Nobody’s objecting to the calls for corroboration. Folks are objecting to saying that the call for corroboration should be affected by the rarity of the claim, when the claim happens on an annual basis.

Daniel

Veggimite reply to my query really baffled me.

If his justification for not believing a claim about a RNG is simply like “I need to see evidence before believing anything” then that’s acceptable.

But he didn’t say that.

He said this:

Its the kind of logic that makes android’s cry.

The random number generator was my hypothetical. In my hypothetical, I said this:

So that’s a given. (I believe at the time we were talking about sixteen numbers.)

The odds are the same for any sequence of sixteen numbers between 0-99. Unbelievably slim.

And yet we know before the numbers are generated that one sequence of sixteen numbers will beat the odds.
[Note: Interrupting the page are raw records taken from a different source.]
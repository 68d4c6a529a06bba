//! DAG-shape derivations rooted at a target Thunk (§4.2): dependents,
//! offspring counts, and a priority-friendly total order. Grounded on the
//! teacher's reverse-dependency index + BFS propagation, generalized from
//! file-import edges to Thunk-input edges.

use crate::stager::Context;
use crate::thunk::ThunkId;
use std::collections::{HashMap, HashSet, VecDeque};

/// A node in the analyzed graph: either a Thunk, or one of its non-Thunk
/// ("leaf") inputs. Leaves get dependents entries too (§4.2 point 1) so the
/// reference counter can track their consumers even though they have no
/// Thunk identity of their own.
#[derive(Debug, Clone, Copy, PartialEq, Eq, Hash)]
pub enum Node {
    Thunk(ThunkId),
    Leaf(ThunkId, usize),
}

/// The three derivations of §4.2, computed once per run against the DAG
/// rooted at the target Thunk.
pub struct GraphAnalysis {
    pub dependents: HashMap<Node, HashSet<Node>>,
    pub offspring: HashMap<Node, usize>,
    /// node -> position in the DFS pre-order (smaller = closer to root).
    pub order: HashMap<Node, usize>,
}

impl GraphAnalysis {
    /// Priority for dispatch tie-breaking: higher priority is closer to the
    /// root (§4.2: "priority = -order[n]").
    pub fn priority(&self, node: Node) -> i64 {
        -(self.order.get(&node).copied().unwrap_or(0) as i64)
    }
}

fn thunk_node_inputs(ctx: &Context, id: ThunkId) -> Vec<Node> {
    let Some(thunk) = ctx.thunk(id) else {
        return Vec::new();
    };
    thunk
        .inputs
        .iter()
        .enumerate()
        .map(|(i, input)| match input {
            crate::thunk::ThunkInput::Thunk(dep) => Node::Thunk(*dep),
            crate::thunk::ThunkInput::Value(_) => Node::Leaf(id, i),
        })
        .collect()
}

/// Computes the dependents map by a recursive (here: worklist-based)
/// traversal starting from `root` — for every edge `parent -> child`
/// discovered, `child` gains `parent` as a dependent.
fn compute_dependents(ctx: &Context, root: ThunkId) -> HashMap<Node, HashSet<Node>> {
    let mut dependents: HashMap<Node, HashSet<Node>> = HashMap::new();
    let mut seen = HashSet::new();
    let mut queue = VecDeque::new();
    queue.push_back(root);
    seen.insert(root);

    while let Some(current) = queue.pop_front() {
        let parent = Node::Thunk(current);
        dependents.entry(parent).or_default();
        for child in thunk_node_inputs(ctx, current) {
            dependents.entry(child).or_default().insert(parent);
            if let Node::Thunk(child_id) = child {
                if seen.insert(child_id) {
                    queue.push_back(child_id);
                }
            }
        }
    }

    dependents
}

/// Offspring count: total number of transitively dependent nodes, i.e. the
/// size of the reachable set walking from each node through `dependents`
/// edges in reverse (from a node to the things that depend on it, which is
/// the same map we already built — walking it forward from the node itself
/// reaches every transitive consumer).
fn compute_offspring(dependents: &HashMap<Node, HashSet<Node>>) -> HashMap<Node, usize> {
    let mut offspring = HashMap::new();
    for &node in dependents.keys() {
        let mut visited = HashSet::new();
        let mut queue = VecDeque::new();
        queue.push_back(node);
        while let Some(current) = queue.pop_front() {
            if let Some(consumers) = dependents.get(&current) {
                for &consumer in consumers {
                    if visited.insert(consumer) {
                        queue.push_back(consumer);
                    }
                }
            }
        }
        offspring.insert(node, visited.len());
    }
    offspring
}

/// DFS pre-order from `root`, visiting children (Thunk-inputs) sorted by
/// ascending offspring count at each step (§4.2 point 3).
fn compute_order(
    ctx: &Context,
    root: ThunkId,
    offspring: &HashMap<Node, usize>,
) -> HashMap<Node, usize> {
    let mut order = HashMap::new();
    let mut visited = HashSet::new();

    // Explicit stack (not recursion) for pre-order DFS; children are pushed
    // in descending offspring order so the ascending child is popped (and
    // thus visited) first.
    let mut next_index = 0usize;
    let mut work = vec![root];
    visited.insert(Node::Thunk(root));

    while let Some(current) = work.pop() {
        let node = Node::Thunk(current);
        order.insert(node, next_index);
        next_index += 1;

        let mut children = thunk_node_inputs(ctx, current);
        // Sort descending and push in that order, so the smallest-offspring
        // child ends up last pushed (top of stack) and is popped first.
        children.sort_by_key(|c| std::cmp::Reverse(offspring.get(c).copied().unwrap_or(0)));

        for child in children.into_iter() {
            if visited.insert(child) {
                if let Node::Thunk(child_id) = child {
                    work.push(child_id);
                } else {
                    order.insert(child, next_index);
                    next_index += 1;
                }
            }
        }
    }

    order
}

pub fn analyze(ctx: &Context, root: ThunkId) -> GraphAnalysis {
    let dependents = compute_dependents(ctx, root);
    let offspring = compute_offspring(&dependents);
    let order = compute_order(ctx, root, &offspring);
    GraphAnalysis {
        dependents,
        offspring,
        order,
    }
}

#[cfg(test)]
mod tests {
    use super::*;
    use crate::config::EngineConfig;
    use crate::thunk::{TaskValue, Thunk, ThunkInput};
    use std::sync::Arc;

    fn identity_fn() -> crate::thunk::ThunkFn {
        Arc::new(|inputs: &[TaskValue]| Ok(inputs[0].clone()))
    }

    /// Builds a diamond: root depends on b and c, both depend on leaf.
    fn diamond(ctx: &Context) -> ThunkId {
        let leaf = ctx.register(Thunk::new(identity_fn(), vec![]));
        let b = ctx.register(Thunk::new(identity_fn(), vec![ThunkInput::Thunk(leaf)]));
        let c = ctx.register(Thunk::new(identity_fn(), vec![ThunkInput::Thunk(leaf)]));
        ctx.register(Thunk::new(
            identity_fn(),
            vec![ThunkInput::Thunk(b), ThunkInput::Thunk(c)],
        ))
    }

    #[test]
    fn dependents_map_covers_every_reachable_node() {
        let ctx = Context::new(vec![], EngineConfig::default());
        let root = diamond(&ctx);
        let analysis = analyze(&ctx, root);
        assert_eq!(analysis.dependents.len(), 4);
    }

    #[test]
    fn shared_leaf_has_two_dependents() {
        let ctx = Context::new(vec![], EngineConfig::default());
        let root = diamond(&ctx);
        let analysis = analyze(&ctx, root);
        let leaf_node = analysis
            .dependents
            .keys()
            .find(|n| matches!(n, Node::Thunk(id) if ctx.thunk(*id).unwrap().inputs.is_empty()))
            .copied()
            .unwrap();
        assert_eq!(analysis.dependents[&leaf_node].len(), 2);
    }

    #[test]
    fn root_has_no_offspring_and_leaf_has_the_most() {
        let ctx = Context::new(vec![], EngineConfig::default());
        let root = diamond(&ctx);
        let analysis = analyze(&ctx, root);
        let root_offspring = analysis.offspring[&Node::Thunk(root)];
        assert_eq!(root_offspring, 0);
        let leaf_node = analysis
            .dependents
            .keys()
            .find(|n| matches!(n, Node::Thunk(id) if ctx.thunk(*id).unwrap().inputs.is_empty()))
            .copied()
            .unwrap();
        assert_eq!(analysis.offspring[&leaf_node], 3);
    }

    #[test]
    fn root_sorts_first_in_total_order() {
        let ctx = Context::new(vec![], EngineConfig::default());
        let root = diamond(&ctx);
        let analysis = analyze(&ctx, root);
        assert_eq!(analysis.order[&Node::Thunk(root)], 0);
        assert_eq!(analysis.priority(Node::Thunk(root)), 0);
    }
}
The series of numbers will be generated on live television at the Oscars with VegemiteMoose, YWTF, LHoD, Roger Penrose, Cecil, and Tomndebb in attendance as witnesses and participants. Each of them will contribute one number. VegemiteMoose will get to choose the order and place in which people will insert numbers. The other numbers will be generated by the random number generator.

The sequence of sixteen will prevail in a parallel universe if something goes wrong in this one.